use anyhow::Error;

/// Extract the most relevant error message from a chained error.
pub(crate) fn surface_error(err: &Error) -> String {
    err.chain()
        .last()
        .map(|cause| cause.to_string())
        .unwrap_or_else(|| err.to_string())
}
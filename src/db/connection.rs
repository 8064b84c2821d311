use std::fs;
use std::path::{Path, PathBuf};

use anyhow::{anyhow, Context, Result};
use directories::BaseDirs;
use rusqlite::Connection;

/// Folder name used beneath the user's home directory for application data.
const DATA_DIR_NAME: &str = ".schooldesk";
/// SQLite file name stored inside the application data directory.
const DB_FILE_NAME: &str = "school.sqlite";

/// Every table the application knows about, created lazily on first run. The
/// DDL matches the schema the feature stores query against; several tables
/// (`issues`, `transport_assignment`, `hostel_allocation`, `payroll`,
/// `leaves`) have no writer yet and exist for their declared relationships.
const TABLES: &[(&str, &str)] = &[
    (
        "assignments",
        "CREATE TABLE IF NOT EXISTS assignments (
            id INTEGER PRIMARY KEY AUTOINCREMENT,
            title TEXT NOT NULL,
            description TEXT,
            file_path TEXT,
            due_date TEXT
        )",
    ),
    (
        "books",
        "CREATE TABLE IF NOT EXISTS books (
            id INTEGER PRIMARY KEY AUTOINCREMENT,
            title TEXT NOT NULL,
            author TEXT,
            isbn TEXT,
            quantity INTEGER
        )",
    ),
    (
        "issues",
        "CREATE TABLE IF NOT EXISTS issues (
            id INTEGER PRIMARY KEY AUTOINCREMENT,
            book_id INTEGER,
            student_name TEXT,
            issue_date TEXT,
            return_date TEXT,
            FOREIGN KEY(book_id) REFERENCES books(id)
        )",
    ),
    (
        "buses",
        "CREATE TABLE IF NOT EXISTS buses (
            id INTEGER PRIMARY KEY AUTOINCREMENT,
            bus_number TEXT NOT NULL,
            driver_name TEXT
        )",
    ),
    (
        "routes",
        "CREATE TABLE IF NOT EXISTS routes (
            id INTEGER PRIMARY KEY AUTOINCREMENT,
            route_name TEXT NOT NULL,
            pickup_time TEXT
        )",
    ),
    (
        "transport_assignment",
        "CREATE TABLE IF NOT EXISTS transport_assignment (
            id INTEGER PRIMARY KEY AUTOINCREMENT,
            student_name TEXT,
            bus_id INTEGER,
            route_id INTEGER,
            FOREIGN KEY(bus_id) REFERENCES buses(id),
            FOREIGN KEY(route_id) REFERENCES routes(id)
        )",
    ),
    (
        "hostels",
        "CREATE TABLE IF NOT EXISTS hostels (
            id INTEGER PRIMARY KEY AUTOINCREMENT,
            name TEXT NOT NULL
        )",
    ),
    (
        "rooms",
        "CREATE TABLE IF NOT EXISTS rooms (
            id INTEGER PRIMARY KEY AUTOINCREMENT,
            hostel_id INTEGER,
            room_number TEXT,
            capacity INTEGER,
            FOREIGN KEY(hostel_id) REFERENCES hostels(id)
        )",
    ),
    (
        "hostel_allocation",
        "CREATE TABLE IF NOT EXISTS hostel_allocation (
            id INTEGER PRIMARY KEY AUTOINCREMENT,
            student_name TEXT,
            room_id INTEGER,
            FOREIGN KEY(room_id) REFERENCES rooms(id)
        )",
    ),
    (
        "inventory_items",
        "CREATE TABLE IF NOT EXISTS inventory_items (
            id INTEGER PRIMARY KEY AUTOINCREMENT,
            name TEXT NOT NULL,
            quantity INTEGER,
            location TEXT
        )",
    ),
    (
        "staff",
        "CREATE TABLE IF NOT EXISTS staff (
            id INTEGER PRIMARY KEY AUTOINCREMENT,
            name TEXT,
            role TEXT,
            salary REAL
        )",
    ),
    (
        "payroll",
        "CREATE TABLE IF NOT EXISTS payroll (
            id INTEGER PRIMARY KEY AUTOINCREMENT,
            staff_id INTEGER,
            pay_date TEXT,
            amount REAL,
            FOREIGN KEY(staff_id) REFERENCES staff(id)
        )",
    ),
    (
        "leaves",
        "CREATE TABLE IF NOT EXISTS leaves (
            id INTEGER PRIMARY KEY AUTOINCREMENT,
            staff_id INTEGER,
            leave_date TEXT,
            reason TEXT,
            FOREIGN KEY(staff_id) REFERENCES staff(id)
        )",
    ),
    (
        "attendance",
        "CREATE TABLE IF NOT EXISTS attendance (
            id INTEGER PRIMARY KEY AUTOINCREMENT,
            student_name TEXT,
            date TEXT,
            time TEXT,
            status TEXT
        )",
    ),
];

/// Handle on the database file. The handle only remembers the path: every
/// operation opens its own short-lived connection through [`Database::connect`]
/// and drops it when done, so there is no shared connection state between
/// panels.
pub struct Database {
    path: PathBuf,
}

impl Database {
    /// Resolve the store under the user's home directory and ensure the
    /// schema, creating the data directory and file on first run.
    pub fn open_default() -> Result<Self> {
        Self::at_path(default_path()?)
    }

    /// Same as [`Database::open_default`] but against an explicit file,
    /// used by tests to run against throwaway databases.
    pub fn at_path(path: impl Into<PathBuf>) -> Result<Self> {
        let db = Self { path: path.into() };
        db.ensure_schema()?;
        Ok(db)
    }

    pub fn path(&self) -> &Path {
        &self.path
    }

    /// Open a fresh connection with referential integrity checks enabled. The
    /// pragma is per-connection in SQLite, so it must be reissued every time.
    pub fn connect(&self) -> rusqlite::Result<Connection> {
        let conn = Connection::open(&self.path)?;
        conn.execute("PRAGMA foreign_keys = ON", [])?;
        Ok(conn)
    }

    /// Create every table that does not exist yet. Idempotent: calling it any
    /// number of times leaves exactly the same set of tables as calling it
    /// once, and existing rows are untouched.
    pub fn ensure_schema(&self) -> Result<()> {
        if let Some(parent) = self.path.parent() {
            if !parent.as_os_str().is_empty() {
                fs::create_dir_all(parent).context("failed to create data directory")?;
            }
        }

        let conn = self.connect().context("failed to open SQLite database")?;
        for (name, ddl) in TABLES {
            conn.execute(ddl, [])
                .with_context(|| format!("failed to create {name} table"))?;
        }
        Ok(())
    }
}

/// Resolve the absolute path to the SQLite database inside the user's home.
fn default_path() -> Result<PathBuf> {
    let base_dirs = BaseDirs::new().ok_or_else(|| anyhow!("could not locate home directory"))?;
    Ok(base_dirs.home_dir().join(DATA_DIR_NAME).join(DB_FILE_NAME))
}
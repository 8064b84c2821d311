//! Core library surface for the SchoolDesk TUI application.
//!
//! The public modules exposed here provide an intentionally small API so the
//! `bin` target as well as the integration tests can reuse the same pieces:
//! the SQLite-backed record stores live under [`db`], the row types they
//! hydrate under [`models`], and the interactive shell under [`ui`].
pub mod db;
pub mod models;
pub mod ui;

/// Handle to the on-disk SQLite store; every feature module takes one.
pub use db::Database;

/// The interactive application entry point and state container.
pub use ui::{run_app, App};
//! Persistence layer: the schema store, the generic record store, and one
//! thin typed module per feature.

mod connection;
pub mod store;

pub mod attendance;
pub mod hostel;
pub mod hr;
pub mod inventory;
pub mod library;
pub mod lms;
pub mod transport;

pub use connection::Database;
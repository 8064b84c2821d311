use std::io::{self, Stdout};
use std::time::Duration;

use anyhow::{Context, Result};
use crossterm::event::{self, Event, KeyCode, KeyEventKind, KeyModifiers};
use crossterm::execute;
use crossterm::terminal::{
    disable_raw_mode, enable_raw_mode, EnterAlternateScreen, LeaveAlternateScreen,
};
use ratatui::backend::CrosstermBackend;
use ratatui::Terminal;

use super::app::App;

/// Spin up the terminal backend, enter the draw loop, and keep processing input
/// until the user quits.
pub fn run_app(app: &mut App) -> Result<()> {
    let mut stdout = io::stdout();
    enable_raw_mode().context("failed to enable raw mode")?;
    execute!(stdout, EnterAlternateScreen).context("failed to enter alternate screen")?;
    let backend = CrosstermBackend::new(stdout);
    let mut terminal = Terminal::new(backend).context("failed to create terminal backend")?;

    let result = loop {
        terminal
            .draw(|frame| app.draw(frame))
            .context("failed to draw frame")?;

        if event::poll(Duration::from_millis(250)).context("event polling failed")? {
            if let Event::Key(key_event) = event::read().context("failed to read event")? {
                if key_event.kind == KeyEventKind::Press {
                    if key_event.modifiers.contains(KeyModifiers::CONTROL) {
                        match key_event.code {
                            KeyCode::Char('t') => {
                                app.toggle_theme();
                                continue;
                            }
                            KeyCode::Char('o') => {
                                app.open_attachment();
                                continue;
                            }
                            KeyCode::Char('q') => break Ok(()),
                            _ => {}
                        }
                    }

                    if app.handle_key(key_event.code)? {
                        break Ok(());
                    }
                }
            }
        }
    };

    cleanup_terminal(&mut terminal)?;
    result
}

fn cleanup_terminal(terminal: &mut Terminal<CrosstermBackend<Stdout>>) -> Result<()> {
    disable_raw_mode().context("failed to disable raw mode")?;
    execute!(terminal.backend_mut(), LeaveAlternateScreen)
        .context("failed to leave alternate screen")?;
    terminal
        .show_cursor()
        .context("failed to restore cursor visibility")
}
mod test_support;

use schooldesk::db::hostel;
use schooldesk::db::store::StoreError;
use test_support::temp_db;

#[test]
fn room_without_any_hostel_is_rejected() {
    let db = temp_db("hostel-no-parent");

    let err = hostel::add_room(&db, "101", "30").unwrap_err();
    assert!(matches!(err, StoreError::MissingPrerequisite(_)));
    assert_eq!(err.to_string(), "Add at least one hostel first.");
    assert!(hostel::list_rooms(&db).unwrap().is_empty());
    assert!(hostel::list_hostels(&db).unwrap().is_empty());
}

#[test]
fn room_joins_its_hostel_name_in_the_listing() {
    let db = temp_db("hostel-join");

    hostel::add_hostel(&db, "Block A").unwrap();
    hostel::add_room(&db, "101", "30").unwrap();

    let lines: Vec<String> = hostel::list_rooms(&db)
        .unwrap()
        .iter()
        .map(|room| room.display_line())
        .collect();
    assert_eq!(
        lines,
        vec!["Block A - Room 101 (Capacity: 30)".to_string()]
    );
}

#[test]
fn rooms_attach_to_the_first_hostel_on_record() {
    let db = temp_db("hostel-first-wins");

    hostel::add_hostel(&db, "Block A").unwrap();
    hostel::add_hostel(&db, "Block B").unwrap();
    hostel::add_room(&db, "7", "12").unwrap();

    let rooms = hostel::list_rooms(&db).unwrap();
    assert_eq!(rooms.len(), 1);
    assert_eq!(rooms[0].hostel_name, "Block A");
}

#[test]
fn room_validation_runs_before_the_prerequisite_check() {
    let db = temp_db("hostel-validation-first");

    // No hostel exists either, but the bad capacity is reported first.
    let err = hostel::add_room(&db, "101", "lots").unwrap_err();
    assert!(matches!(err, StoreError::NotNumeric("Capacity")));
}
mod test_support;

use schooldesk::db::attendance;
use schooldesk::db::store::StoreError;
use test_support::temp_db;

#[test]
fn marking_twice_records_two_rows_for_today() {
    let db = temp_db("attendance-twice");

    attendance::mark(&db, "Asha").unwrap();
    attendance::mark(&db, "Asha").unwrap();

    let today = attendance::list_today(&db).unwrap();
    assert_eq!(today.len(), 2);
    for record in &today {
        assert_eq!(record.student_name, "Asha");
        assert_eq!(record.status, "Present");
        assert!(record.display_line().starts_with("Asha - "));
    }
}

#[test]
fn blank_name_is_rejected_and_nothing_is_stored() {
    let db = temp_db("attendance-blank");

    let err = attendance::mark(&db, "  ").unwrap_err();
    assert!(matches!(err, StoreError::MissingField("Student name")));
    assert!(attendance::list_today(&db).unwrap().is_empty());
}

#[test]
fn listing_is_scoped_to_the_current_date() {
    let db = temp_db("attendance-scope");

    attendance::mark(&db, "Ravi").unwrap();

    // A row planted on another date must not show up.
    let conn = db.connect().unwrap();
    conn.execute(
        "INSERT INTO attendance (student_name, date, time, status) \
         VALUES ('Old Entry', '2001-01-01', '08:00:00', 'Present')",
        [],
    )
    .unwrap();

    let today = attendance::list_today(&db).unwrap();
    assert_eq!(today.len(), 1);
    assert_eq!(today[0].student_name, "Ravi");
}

....

Directions
As listed above, the lines from the line with "fn default_path() ->" to the line with "use std::time::Duration;" are to be echoed exactly, with both ends included and nothing added.

Solved exercise
fn default_path() -> Result<PathBuf> {
    let base_dirs = BaseDirs::new().ok_or_else(|| anyhow!("could not locate home directory"))?;
    Ok(base_dirs.home_dir().join(DATA_DIR_NAME).join(DB_FILE_NAME))
}
repository 8064b84c2821d311
//! Core library surface for the SchoolDesk TUI application.
//!
//! The public modules exposed here provide an intentionally small API so the
//! `bin` target as well as the integration tests can reuse the same pieces:
//! the SQLite-backed record stores live under [`db`], the row types they
//! hydrate under [`models`], and the interactive shell under [`ui`].
pub mod db;
pub mod models;
pub mod ui;

/// Handle to the on-disk SQLite store; every feature module takes one.
pub use db::Database;

/// The interactive application entry point and state container.
pub use ui::{run_app, App};
//! Persistence layer: the schema store, the generic record store, and one
//! thin typed module per feature.

mod connection;
pub mod store;

pub mod attendance;
pub mod hostel;
pub mod hr;
pub mod inventory;
pub mod library;
pub mod lms;
pub mod transport;

pub use connection::Database;
repository 8064b84c2821d311
use std::io::{self, Stdout};
use std::time::Duration;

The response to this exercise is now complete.